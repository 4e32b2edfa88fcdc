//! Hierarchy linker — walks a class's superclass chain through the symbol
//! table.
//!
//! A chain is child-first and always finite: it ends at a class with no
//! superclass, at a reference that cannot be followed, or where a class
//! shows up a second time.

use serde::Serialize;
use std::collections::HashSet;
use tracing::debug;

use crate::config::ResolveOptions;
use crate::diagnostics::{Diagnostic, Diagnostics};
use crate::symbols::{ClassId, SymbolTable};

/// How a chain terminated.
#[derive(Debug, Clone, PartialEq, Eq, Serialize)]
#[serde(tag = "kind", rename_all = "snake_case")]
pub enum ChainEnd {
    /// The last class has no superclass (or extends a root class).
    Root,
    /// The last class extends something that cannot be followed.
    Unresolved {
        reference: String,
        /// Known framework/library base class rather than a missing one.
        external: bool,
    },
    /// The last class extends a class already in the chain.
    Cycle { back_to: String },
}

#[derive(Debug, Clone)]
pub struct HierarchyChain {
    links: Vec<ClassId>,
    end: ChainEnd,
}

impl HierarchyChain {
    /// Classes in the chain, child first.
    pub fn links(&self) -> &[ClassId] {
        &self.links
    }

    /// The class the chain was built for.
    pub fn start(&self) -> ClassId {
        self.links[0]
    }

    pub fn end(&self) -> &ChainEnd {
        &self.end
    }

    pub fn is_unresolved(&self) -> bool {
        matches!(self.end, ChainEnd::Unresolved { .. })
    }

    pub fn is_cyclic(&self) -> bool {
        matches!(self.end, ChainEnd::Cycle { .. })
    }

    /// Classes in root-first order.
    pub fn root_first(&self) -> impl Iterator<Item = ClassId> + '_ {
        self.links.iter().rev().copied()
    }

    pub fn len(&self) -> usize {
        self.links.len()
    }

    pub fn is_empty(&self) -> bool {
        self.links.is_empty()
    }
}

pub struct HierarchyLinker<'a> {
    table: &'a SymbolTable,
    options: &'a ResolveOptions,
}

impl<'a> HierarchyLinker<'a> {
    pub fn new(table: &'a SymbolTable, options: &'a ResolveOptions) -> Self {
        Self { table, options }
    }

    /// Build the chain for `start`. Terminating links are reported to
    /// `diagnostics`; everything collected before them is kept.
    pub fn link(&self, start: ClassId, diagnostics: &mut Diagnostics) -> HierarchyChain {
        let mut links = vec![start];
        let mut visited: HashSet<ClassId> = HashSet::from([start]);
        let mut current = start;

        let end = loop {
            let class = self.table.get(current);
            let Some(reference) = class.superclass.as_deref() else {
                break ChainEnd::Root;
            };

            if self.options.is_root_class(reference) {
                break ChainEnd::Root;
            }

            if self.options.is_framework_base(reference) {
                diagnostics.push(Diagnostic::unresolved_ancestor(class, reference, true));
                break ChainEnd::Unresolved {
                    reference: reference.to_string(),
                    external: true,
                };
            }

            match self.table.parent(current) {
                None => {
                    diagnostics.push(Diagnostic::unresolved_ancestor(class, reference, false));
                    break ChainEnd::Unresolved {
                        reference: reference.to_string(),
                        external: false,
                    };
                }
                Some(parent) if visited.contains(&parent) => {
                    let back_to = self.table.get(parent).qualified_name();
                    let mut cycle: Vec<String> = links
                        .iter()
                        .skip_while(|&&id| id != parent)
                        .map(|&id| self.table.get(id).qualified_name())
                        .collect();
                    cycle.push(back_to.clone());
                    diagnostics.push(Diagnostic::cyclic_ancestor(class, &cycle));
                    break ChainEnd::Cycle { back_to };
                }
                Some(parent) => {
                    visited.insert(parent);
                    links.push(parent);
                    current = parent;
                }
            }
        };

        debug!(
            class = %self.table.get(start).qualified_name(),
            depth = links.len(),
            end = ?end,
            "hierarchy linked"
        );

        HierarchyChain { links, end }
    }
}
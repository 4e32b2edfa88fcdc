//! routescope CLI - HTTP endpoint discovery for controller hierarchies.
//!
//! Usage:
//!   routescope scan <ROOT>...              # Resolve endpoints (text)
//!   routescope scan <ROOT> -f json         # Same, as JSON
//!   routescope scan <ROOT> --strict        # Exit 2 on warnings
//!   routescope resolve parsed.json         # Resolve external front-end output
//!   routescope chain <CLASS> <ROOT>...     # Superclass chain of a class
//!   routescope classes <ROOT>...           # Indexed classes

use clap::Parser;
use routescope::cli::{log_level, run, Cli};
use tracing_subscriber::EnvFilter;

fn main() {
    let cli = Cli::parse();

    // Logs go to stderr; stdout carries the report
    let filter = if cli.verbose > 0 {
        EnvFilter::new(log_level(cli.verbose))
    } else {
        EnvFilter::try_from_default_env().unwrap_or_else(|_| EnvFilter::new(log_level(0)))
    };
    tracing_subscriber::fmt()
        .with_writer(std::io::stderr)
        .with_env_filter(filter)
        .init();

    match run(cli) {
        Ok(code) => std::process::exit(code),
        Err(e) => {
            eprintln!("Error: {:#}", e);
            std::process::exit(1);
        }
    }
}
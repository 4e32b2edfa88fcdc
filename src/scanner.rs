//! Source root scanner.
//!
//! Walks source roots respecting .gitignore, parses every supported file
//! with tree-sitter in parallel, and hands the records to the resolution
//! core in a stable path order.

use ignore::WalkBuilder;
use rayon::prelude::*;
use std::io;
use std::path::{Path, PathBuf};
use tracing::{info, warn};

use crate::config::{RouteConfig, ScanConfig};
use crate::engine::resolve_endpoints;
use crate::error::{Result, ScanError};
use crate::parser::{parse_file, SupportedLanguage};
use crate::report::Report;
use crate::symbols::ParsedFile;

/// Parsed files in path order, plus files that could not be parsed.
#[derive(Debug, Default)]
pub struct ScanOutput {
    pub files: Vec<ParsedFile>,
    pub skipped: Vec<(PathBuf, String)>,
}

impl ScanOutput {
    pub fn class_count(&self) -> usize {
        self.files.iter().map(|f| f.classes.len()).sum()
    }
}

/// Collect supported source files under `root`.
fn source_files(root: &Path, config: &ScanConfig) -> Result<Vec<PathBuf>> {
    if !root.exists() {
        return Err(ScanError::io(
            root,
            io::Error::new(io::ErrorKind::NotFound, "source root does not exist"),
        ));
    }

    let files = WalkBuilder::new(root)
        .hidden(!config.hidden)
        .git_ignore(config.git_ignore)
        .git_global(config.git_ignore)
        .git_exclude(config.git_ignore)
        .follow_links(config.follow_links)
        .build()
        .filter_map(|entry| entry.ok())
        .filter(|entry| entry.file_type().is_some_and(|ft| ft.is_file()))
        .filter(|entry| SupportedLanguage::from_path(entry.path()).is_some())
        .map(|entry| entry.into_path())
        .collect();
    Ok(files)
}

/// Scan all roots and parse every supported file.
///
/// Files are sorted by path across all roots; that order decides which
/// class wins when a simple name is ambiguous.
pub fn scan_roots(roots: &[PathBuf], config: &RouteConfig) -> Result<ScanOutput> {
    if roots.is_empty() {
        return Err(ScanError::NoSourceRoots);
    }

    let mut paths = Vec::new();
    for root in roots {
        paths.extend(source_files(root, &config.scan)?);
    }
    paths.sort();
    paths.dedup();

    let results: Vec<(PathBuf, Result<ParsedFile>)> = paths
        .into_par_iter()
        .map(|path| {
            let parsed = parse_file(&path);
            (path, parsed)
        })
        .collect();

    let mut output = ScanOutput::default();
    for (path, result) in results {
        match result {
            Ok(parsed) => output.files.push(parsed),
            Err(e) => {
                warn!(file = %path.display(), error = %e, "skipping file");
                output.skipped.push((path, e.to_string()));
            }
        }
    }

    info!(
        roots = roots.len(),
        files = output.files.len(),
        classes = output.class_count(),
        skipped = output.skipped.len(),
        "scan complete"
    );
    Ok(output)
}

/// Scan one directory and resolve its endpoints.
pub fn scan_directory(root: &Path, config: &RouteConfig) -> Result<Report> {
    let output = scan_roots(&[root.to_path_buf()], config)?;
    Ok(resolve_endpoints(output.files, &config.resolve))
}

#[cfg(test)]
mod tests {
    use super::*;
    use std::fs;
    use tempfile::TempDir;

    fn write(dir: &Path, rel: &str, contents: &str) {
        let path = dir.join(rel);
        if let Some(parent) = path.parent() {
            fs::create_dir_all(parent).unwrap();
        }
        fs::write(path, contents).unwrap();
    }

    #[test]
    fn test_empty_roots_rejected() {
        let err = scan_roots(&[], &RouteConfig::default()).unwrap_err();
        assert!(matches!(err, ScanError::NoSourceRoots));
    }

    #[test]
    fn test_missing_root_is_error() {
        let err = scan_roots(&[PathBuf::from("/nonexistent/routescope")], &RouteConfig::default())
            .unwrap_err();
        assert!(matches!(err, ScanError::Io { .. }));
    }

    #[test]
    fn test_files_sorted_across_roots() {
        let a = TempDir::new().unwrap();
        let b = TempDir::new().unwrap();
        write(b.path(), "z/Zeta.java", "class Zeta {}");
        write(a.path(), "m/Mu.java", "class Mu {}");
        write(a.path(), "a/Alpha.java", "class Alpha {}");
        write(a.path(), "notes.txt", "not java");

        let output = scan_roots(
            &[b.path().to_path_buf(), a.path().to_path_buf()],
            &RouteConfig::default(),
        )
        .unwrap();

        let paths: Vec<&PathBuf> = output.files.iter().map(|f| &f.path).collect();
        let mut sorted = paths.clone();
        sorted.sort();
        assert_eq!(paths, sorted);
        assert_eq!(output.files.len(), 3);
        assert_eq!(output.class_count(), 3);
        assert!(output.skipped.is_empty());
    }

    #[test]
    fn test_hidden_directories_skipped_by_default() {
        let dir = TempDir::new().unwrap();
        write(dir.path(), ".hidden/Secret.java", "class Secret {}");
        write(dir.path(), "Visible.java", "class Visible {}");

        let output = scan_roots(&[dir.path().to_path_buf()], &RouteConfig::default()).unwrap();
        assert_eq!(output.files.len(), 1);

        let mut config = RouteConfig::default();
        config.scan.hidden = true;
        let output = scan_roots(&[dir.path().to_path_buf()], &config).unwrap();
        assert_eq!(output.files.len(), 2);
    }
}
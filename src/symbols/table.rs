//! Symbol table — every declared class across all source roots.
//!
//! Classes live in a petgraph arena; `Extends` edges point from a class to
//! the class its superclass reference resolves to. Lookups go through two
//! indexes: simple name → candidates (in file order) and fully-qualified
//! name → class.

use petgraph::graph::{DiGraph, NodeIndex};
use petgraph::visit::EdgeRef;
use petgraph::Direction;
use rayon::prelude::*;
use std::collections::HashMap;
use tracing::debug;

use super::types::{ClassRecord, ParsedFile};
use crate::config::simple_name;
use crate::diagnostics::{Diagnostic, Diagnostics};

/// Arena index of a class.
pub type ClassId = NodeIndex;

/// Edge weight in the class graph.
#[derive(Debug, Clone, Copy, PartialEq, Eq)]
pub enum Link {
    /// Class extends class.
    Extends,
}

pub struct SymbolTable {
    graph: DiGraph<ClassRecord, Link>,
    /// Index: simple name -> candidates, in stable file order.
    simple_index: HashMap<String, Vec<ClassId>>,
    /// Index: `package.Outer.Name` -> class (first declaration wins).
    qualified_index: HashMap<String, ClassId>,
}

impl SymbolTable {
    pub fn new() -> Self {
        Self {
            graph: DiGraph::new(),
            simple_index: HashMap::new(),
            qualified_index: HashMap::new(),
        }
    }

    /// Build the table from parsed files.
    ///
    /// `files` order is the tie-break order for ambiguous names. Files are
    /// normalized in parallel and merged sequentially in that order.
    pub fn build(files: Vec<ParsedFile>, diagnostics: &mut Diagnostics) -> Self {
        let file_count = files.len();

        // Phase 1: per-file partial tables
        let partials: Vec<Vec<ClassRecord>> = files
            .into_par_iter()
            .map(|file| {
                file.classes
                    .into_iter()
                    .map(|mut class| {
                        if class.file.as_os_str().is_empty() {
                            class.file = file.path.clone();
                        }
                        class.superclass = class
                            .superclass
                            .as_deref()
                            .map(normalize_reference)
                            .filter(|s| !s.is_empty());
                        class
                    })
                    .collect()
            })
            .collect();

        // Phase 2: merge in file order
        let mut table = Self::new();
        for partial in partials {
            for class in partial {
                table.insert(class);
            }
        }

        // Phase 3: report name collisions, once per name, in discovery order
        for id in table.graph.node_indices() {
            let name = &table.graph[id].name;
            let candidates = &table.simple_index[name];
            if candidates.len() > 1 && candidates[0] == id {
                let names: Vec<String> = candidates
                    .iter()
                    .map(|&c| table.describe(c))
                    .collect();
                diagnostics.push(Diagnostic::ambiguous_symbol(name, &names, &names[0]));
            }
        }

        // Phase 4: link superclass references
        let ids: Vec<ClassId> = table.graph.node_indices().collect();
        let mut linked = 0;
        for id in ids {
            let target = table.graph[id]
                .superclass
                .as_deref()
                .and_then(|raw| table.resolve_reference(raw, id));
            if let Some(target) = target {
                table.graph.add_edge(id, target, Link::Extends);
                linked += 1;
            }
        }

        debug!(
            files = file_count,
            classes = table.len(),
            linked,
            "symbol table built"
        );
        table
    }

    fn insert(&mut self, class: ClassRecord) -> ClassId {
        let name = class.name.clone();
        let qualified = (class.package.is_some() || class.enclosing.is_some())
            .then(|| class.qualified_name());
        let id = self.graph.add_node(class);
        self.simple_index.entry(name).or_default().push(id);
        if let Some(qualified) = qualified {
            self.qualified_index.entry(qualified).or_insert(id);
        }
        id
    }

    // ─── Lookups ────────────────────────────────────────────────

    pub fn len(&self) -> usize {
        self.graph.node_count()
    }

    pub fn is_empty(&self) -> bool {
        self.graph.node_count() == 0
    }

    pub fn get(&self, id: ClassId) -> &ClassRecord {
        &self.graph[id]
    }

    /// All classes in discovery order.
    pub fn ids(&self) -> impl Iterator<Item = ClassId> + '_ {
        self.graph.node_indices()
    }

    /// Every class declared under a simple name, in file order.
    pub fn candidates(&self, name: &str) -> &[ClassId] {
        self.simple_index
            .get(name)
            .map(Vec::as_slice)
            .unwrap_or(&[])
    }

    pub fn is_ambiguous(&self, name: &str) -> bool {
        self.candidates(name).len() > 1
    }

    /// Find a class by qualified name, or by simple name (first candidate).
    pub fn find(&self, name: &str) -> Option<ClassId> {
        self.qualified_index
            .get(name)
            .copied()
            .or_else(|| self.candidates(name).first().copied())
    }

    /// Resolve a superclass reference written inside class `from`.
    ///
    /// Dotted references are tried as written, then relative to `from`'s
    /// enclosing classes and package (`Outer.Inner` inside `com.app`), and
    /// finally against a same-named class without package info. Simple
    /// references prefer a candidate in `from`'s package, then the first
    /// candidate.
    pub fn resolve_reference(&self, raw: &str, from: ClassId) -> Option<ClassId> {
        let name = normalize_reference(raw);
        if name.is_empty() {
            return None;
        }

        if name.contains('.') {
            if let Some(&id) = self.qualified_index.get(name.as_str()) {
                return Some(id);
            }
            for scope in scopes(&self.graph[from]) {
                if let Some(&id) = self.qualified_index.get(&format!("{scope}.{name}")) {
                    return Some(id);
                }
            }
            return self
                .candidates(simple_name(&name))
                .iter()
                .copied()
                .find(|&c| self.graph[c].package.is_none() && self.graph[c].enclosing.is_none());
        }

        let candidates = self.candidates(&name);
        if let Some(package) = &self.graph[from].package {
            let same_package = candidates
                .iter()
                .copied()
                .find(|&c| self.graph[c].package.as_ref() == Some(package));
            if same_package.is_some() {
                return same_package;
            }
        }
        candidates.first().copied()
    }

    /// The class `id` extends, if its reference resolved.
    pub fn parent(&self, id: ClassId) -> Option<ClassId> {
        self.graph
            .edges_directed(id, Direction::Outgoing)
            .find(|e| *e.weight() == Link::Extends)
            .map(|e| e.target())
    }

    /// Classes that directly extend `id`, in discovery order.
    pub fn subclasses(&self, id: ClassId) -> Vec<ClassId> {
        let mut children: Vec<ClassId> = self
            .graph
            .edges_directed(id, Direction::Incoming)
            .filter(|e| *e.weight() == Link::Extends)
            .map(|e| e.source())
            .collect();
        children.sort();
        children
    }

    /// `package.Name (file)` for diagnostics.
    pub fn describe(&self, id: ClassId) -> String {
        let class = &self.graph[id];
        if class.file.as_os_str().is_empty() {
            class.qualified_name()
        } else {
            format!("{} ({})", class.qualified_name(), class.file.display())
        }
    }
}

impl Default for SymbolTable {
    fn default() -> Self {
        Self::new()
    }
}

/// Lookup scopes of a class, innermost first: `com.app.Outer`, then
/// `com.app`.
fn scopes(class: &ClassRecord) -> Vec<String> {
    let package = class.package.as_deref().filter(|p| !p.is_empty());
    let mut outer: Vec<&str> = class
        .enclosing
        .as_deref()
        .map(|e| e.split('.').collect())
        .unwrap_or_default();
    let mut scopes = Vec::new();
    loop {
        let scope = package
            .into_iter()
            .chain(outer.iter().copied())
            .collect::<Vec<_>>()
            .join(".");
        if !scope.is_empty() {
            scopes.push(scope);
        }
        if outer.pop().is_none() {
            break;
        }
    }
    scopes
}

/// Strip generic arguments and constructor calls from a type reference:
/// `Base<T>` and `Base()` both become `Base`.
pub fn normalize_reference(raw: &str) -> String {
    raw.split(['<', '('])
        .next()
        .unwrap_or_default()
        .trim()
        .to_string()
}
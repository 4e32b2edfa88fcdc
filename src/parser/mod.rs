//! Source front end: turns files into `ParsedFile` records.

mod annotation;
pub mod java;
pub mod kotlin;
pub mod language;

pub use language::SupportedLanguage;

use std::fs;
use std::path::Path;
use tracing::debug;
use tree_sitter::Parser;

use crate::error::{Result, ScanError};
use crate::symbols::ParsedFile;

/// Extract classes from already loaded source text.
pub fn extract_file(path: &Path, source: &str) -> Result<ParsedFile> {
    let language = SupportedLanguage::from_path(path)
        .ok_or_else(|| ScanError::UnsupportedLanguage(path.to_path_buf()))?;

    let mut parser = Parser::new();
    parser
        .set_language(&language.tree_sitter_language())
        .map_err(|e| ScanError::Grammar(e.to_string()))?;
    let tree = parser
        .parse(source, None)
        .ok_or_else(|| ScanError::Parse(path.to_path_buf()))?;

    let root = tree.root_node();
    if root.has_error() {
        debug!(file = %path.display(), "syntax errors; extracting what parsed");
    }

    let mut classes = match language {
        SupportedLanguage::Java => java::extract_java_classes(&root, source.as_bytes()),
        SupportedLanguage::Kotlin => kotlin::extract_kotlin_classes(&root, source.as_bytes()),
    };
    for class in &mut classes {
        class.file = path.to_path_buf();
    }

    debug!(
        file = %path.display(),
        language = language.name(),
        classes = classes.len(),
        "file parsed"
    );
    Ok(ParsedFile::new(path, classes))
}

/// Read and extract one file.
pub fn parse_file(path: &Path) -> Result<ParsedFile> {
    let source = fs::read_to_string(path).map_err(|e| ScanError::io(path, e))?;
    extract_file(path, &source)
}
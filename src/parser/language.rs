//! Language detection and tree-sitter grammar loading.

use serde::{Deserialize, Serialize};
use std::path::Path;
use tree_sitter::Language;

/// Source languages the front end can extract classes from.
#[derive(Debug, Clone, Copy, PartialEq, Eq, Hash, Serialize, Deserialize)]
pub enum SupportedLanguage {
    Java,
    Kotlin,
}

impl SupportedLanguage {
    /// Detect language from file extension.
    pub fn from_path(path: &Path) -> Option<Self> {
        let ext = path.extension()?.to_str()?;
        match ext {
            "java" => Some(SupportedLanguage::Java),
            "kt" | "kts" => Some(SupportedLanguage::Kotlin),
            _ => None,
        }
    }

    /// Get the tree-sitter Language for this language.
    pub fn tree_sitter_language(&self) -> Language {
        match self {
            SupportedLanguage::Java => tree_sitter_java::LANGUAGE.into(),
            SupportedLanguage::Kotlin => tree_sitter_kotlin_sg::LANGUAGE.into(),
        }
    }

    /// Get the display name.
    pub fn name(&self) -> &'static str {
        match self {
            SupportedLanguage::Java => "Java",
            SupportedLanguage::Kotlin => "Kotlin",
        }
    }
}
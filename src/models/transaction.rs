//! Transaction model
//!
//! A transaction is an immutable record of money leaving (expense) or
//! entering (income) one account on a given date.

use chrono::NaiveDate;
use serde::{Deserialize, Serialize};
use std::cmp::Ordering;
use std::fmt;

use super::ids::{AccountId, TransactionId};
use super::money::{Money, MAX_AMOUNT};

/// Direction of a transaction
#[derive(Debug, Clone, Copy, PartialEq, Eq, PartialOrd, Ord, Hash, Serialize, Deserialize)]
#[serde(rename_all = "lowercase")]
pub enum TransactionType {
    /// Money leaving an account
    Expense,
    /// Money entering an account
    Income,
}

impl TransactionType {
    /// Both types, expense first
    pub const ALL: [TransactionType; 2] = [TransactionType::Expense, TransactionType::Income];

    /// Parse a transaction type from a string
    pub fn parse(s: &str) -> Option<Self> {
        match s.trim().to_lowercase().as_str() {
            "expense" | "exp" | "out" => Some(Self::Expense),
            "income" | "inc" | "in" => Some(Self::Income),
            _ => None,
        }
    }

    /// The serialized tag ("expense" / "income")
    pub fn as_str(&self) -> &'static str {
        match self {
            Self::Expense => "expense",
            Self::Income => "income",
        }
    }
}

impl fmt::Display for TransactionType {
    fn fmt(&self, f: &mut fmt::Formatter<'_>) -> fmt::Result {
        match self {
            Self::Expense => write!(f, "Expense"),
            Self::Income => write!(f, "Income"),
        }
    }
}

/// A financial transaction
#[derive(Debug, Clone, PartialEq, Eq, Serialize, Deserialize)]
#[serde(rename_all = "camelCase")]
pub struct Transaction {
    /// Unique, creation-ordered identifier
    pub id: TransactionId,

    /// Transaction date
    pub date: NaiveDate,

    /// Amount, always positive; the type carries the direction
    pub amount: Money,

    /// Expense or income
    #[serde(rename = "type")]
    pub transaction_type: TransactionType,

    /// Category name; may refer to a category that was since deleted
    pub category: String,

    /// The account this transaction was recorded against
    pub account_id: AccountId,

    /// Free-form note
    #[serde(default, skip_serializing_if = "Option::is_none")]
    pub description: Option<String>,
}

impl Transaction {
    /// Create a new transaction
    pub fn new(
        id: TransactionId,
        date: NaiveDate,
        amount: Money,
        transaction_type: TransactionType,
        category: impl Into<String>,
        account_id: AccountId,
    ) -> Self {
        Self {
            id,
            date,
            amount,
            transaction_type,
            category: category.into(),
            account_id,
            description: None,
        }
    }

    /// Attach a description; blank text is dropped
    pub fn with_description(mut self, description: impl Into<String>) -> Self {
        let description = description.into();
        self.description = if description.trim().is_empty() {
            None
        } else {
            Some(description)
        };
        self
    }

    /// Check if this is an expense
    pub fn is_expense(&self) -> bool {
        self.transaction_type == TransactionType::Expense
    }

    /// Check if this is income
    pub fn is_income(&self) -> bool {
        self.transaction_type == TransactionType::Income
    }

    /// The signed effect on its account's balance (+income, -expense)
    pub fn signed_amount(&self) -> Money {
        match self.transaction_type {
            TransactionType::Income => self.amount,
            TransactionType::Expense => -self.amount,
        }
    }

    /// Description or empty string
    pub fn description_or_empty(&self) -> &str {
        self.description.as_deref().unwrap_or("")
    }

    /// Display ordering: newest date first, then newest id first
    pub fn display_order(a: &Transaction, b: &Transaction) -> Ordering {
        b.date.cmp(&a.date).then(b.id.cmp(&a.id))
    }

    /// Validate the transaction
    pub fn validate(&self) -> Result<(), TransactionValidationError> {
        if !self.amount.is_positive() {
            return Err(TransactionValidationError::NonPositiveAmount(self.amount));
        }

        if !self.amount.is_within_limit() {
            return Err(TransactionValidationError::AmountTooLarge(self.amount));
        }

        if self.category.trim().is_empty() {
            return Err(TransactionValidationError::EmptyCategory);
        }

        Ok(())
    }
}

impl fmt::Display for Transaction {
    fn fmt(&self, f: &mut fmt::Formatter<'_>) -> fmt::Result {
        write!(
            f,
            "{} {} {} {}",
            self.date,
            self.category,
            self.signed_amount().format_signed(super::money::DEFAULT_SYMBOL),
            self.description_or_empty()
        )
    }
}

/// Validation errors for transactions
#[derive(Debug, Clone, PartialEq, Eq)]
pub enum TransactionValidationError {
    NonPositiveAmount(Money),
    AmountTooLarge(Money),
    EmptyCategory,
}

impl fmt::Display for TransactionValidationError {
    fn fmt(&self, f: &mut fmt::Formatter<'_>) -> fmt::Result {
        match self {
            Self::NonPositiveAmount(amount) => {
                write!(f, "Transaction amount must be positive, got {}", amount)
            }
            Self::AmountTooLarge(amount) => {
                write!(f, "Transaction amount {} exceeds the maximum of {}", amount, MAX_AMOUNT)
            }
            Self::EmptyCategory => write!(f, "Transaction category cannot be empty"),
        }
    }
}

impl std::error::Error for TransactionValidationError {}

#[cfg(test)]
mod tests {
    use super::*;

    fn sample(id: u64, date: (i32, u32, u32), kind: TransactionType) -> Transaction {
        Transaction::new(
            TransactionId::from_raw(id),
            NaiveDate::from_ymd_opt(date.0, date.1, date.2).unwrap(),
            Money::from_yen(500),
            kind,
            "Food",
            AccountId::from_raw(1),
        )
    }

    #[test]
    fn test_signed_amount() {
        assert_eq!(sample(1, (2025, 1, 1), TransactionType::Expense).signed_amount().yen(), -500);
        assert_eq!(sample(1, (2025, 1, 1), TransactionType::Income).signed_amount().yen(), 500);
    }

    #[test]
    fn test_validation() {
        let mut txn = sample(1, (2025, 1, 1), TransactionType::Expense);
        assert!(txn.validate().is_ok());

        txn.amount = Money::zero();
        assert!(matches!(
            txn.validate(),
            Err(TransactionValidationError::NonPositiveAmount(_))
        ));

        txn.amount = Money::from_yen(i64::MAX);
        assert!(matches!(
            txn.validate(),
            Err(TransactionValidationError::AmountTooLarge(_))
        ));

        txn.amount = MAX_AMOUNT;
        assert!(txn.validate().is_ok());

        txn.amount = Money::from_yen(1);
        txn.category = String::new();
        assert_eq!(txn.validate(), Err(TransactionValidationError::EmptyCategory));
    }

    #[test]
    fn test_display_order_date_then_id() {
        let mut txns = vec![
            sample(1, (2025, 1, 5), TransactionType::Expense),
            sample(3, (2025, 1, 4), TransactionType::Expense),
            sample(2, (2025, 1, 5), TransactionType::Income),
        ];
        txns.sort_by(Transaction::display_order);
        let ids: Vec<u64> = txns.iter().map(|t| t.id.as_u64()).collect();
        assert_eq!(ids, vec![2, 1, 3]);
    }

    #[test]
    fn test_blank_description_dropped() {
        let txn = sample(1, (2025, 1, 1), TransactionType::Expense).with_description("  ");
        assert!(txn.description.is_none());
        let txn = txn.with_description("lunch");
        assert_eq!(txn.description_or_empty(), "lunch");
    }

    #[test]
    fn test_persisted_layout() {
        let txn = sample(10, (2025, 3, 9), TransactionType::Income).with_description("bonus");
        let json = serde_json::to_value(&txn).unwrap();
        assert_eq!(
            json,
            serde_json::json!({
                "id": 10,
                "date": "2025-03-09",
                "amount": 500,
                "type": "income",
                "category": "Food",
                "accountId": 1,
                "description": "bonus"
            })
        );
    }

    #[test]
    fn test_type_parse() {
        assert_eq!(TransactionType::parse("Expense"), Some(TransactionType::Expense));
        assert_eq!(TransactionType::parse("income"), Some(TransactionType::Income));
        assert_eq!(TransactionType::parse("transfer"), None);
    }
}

··········

Above are the records. Copy the lines beginning at the one that has "#[derive(Debug, Default)]" and ending with the one that has "let mut output = ScanOutput::default();", unchanged.

SOLUTION FOR THIS TASK:
#[derive(Debug, Default)]
pub struct ScanOutput {
    pub files: Vec<ParsedFile>,
    pub skipped: Vec<(PathBuf, String)>,
}

impl ScanOutput {
    pub fn class_count(&self) -> usize {
        self.files.iter().map(|f| f.classes.len()).sum()
    }
}

/// Collect supported source files under `root`.
fn source_files(root: &Path, config: &ScanConfig) -> Result<Vec<PathBuf>> {
    if !root.exists() {
        return Err(ScanError::io(
            root,
            io::Error::new(io::ErrorKind::NotFound, "source root does not exist"),
        ));
    }

    let files = WalkBuilder::new(root)
        .hidden(!config.hidden)
        .git_ignore(config.git_ignore)
        .git_global(config.git_ignore)
        .git_exclude(config.git_ignore)
        .follow_links(config.follow_links)
        .build()
        .filter_map(|entry| entry.ok())
        .filter(|entry| entry.file_type().is_some_and(|ft| ft.is_file()))
        .filter(|entry| SupportedLanguage::from_path(entry.path()).is_some())
        .map(|entry| entry.into_path())
        .collect();
    Ok(files)
}

/// Scan all roots and parse every supported file.
///
/// Files are sorted by path across all roots; that order decides which
/// class wins when a simple name is ambiguous.
pub fn scan_roots(roots: &[PathBuf], config: &RouteConfig) -> Result<ScanOutput> {
    if roots.is_empty() {
        return Err(ScanError::NoSourceRoots);
    }

    let mut paths = Vec::new();
    for root in roots {
        paths.extend(source_files(root, &config.scan)?);
    }
    paths.sort();
    paths.dedup();

    let results: Vec<(PathBuf, Result<ParsedFile>)> = paths
        .into_par_iter()
        .map(|path| {
            let parsed = parse_file(&path);
            (path, parsed)
        })
        .collect();

    let mut output = ScanOutput::default();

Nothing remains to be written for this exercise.